Using the records below, write out again exactly the lines that begin at the line containing "let lowered = raw.trim().to_lowercase();" and end at the line containing "key, matched case-insensitively.", and no other lines.
(Source material)
//! Schema Index
//!
//! Flattens raw nested schemas into one ordered field list per component
//! type. Built once, queried many times; rebuilding replaces everything.

use indexmap::IndexMap;
use serde::{Deserialize, Deserializer, Serialize, Serializer};
use serde_json::Value;
use std::collections::{HashMap, HashSet};
use tracing::{debug, info};

use super::raw::{RawField, RawSchema};

#[derive(Debug, Clone, Copy, PartialEq, Eq, Hash)]
pub enum FieldType {
    Text,
    RichText,
    Code,
    Toggle,
    Select,
    Color,
    Upload,
    Other,
}

impl FieldType {
    pub fn parse(raw: &str) -> Self {
        match raw.trim().to_lowercase().as_str() {
            "text" => FieldType::Text,
            "richtext" => FieldType::RichText,
            "code" => FieldType::Code,
            "toggle" => FieldType::Toggle,
            "select" => FieldType::Select,
            "color" => FieldType::Color,
            "upload" => FieldType::Upload,
            _ => FieldType::Other,
        }
    }

    pub fn as_str(&self) -> &'static str {
        match self {
            FieldType::Text => "text",
            FieldType::RichText => "richtext",
            FieldType::Code => "code",
            FieldType::Toggle => "toggle",
            FieldType::Select => "select",
            FieldType::Color => "color",
            FieldType::Upload => "upload",
            FieldType::Other => "other",
        }
    }
}

impl Serialize for FieldType {
    fn serialize<S: Serializer>(&self, serializer: S) -> Result<S::Ok, S::Error> {
        serializer.serialize_str(self.as_str())
    }
}

impl<'de> Deserialize<'de> for FieldType {
    fn deserialize<D: Deserializer<'de>>(deserializer: D) -> Result<Self, D::Error> {
        let raw = String::deserialize(deserializer)?;
        Ok(FieldType::parse(&raw))
    }
}

/// Settings-panel tab a field lives on
#[derive(Debug, Clone, PartialEq, Eq, Hash)]
pub enum Tab {
    General,
    Design,
    Advanced,
    Other(String),
}

impl Tab {
    pub fn parse(raw: &str) -> Self {
        let lowered = raw.trim().to_lowercase();
        match lowered.as_str() {
            "general" | "content" => Tab::General,
            "design" => Tab::Design,
            "advanced" => Tab::Advanced,
            _ => Tab::Other(lowered),
        }
    }

    pub fn as_str(&self) -> &str {
        match self {
            Tab::General => "general",
            Tab::Design => "design",
            Tab::Advanced => "advanced",
            Tab::Other(name) => name.as_str(),
        }
    }

    /// Capitalized name as shown in the tab bar
    pub fn display_name(&self) -> String {
        let name = self.as_str();
        let mut chars = name.chars();
        match chars.next() {
            Some(first) => first.to_uppercase().chain(chars).collect(),
            None => String::new(),
        }
    }
}

impl Serialize for Tab {
    fn serialize<S: Serializer>(&self, serializer: S) -> Result<S::Ok, S::Error> {
        serializer.serialize_str(self.as_str())
    }
}

impl<'de> Deserialize<'de> for Tab {
    fn deserialize<D: Deserializer<'de>>(deserializer: D) -> Result<Self, D::Error> {
        let raw = String::deserialize(deserializer)?;
        Ok(Tab::parse(&raw))
    }
}

/// One editable field of one component type
#[derive(Debug, Clone, PartialEq, Serialize, Deserialize)]
pub struct FieldDescriptor {
    pub field_name: String,
    pub label: String,
    pub field_type: FieldType,
    pub tab: Tab,
    pub section_name: String,
    pub section_label: String,
    /// Option key → display value, in schema order
    pub options: Option<IndexMap<String, String>>,
    pub responsive: bool,
    pub default: Option<Value>,
}

impl FieldDescriptor {
    /// Display value for an option key, matched case-insensitively.
    pub fn option_display(&self, key: &str) -> Option<&str> {
        let key = key.to_lowercase();
        self.options.as_ref().and_then(|options| {
            options
                .iter()
                .find(|(k, _)| k.to_lowercase() == key)
                .map(|(_, v)| v.as_str())
        })
    }

    /// Option key whose key or display value equals `value` (case-insensitive).
    pub fn option_key_for(&self, value: &str) -> Option<&str> {
        let value = value.to_lowercase();
        self.options.as_ref().and_then(|options| {
            options
                .iter()
                .find(|(k, _)| k.to_lowercase() == value)
                .or_else(|| options.iter().find(|(_, v)| v.to_lowercase() == value))
                .map(|(k, _)| k.as_str())
        })
    }

    pub fn has_options(&self) -> bool {
        self.options.as_ref().is_some_and(|o| !o.is_empty())
    }
}

#[derive(Debug, Clone, PartialEq, Serialize, Deserialize)]
pub struct ComponentSchemaEntry {
    pub component_type: String,
    pub label: String,
    pub aliases: Vec<String>,
    pub fields: Vec<FieldDescriptor>,
}

impl ComponentSchemaEntry {
    pub fn field(&self, field_name: &str) -> Option<&FieldDescriptor> {
        self.fields.iter().find(|f| f.field_name == field_name)
    }
}

/// In-memory index of every component type's editable fields
#[derive(Debug, Clone, Default)]
pub struct SchemaIndex {
    entries: Vec<ComponentSchemaEntry>,
    by_type: HashMap<String, usize>,
}

impl SchemaIndex {
    pub fn new() -> Self {
        Self::default()
    }

    pub fn from_raw<I>(raw: I) -> Self
    where
        I: IntoIterator<Item = (String, RawSchema)>,
    {
        let mut index = Self::new();
        index.build(raw);
        index
    }

    /// Flatten raw schemas into the index, replacing any previous contents.
    pub fn build<I>(&mut self, raw: I)
    where
        I: IntoIterator<Item = (String, RawSchema)>,
    {
        self.entries.clear();
        self.by_type.clear();

        for (component_type, schema) in raw {
            if self.by_type.contains_key(&component_type) {
                debug!("Skipping duplicate schema for {}", component_type);
                continue;
            }
            let entry = flatten(&component_type, &schema);
            self.by_type.insert(component_type, self.entries.len());
            self.entries.push(entry);
        }

        info!(
            "Schema index built: {} component types, {} fields",
            self.entries.len(),
            self.entries.iter().map(|e| e.fields.len()).sum::<usize>()
        );
    }

    pub fn get(&self, component_type: &str) -> Option<&ComponentSchemaEntry> {
        self.by_type.get(component_type).map(|&idx| &self.entries[idx])
    }

    /// Flat field list for a component type (empty when unknown)
    pub fn fields(&self, component_type: &str) -> &[FieldDescriptor] {
        self.get(component_type).map(|e| e.fields.as_slice()).unwrap_or(&[])
    }

    /// Entries in build order
    pub fn entries(&self) -> &[ComponentSchemaEntry] {
        &self.entries
    }

    pub fn len(&self) -> usize {
        self.entries.len()
    }

    pub fn is_empty(&self) -> bool {
        self.entries.is_empty()
    }
}

fn flatten(component_type: &str, schema: &RawSchema) -> ComponentSchemaEntry {
    let mut fields = Vec::new();
    let mut seen = HashSet::new();

    for (tab_name, raw_tab) in &schema.tabs {
        let tab = Tab::parse(tab_name);
        for (section_name, section) in &raw_tab.sections {
            let Some(raw_fields) = &section.fields else {
                continue;
            };
            let section_label = section
                .label
                .clone()
                .unwrap_or_else(|| section_name.to_string());

            for (field_name, raw) in raw_fields {
                if !seen.insert(field_name.clone()) {
                    debug!("Duplicate field {} in {}", field_name, component_type);
                    continue;
                }
                fields.push(descriptor(field_name, raw, &tab, section_name, &section_label));
            }
        }
    }

    ComponentSchemaEntry {
        component_type: component_type.to_string(),
        label: if schema.label.is_empty() {
            component_type.to_string()
        } else {
            schema.label.clone()
        },
        aliases: schema.aliases.clone(),
        fields,
    }
}

fn descriptor(
    field_name: &str,
    raw: &RawField,
    tab: &Tab,
    section_name: &str,
    section_label: &str,
) -> FieldDescriptor {
    let options = raw.options.as_ref().map(|options| {
        options
            .iter()
            .filter_map(|(key, value)| option_text(value).map(|text| (key.clone(), text)))
            .collect::<IndexMap<String, String>>()
    });

    FieldDescriptor {
        field_name: field_name.to_string(),
        label: raw.label.clone().unwrap_or_else(|| field_name.replace('_', " ")),
        field_type: raw
            .field_type
            .as_deref()
            .map(FieldType::parse)
            .unwrap_or(FieldType::Text),
        tab: tab.clone(),
        section_name: section_name.to_string(),
        section_label: section_label.to_string(),
        options,
        responsive: raw.responsive.unwrap_or(false),
        default: raw.default.clone(),
    }
}

fn option_text(value: &Value) -> Option<String> {
    match value {
        Value::String(s) => Some(s.clone()),
        Value::Number(n) => Some(n.to_string()),
        Value::Bool(b) => Some(b.to_string()),
        _ => None,
    }
}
(End Source material)
## Finished exercise
        let lowered = raw.trim().to_lowercase();
        match lowered.as_str() {
            "general" | "content" => Tab::General,
            "design" => Tab::Design,
            "advanced" => Tab::Advanced,
            _ => Tab::Other(lowered),
        }
    }

    pub fn as_str(&self) -> &str {
        match self {
            Tab::General => "general",
            Tab::Design => "design",
            Tab::Advanced => "advanced",
            Tab::Other(name) => name.as_str(),
        }
    }

    /// Capitalized name as shown in the tab bar
    pub fn display_name(&self) -> String {
        let name = self.as_str();
        let mut chars = name.chars();
        match chars.next() {
            Some(first) => first.to_uppercase().chain(chars).collect(),
            None => String::new(),
        }
    }
}

impl Serialize for Tab {
    fn serialize<S: Serializer>(&self, serializer: S) -> Result<S::Ok, S::Error> {
        serializer.serialize_str(self.as_str())
    }
}

impl<'de> Deserialize<'de> for Tab {
    fn deserialize<D: Deserializer<'de>>(deserializer: D) -> Result<Self, D::Error> {
        let raw = String::deserialize(deserializer)?;
        Ok(Tab::parse(&raw))
    }
}

/// One editable field of one component type
#[derive(Debug, Clone, PartialEq, Serialize, Deserialize)]
pub struct FieldDescriptor {
    pub field_name: String,
    pub label: String,
    pub field_type: FieldType,
    pub tab: Tab,
    pub section_name: String,
    pub section_label: String,
    /// Option key → display value, in schema order
    pub options: Option<IndexMap<String, String>>,
    pub responsive: bool,
    pub default: Option<Value>,
}

impl FieldDescriptor {
    /// Display value for an option key, matched case-insensitively.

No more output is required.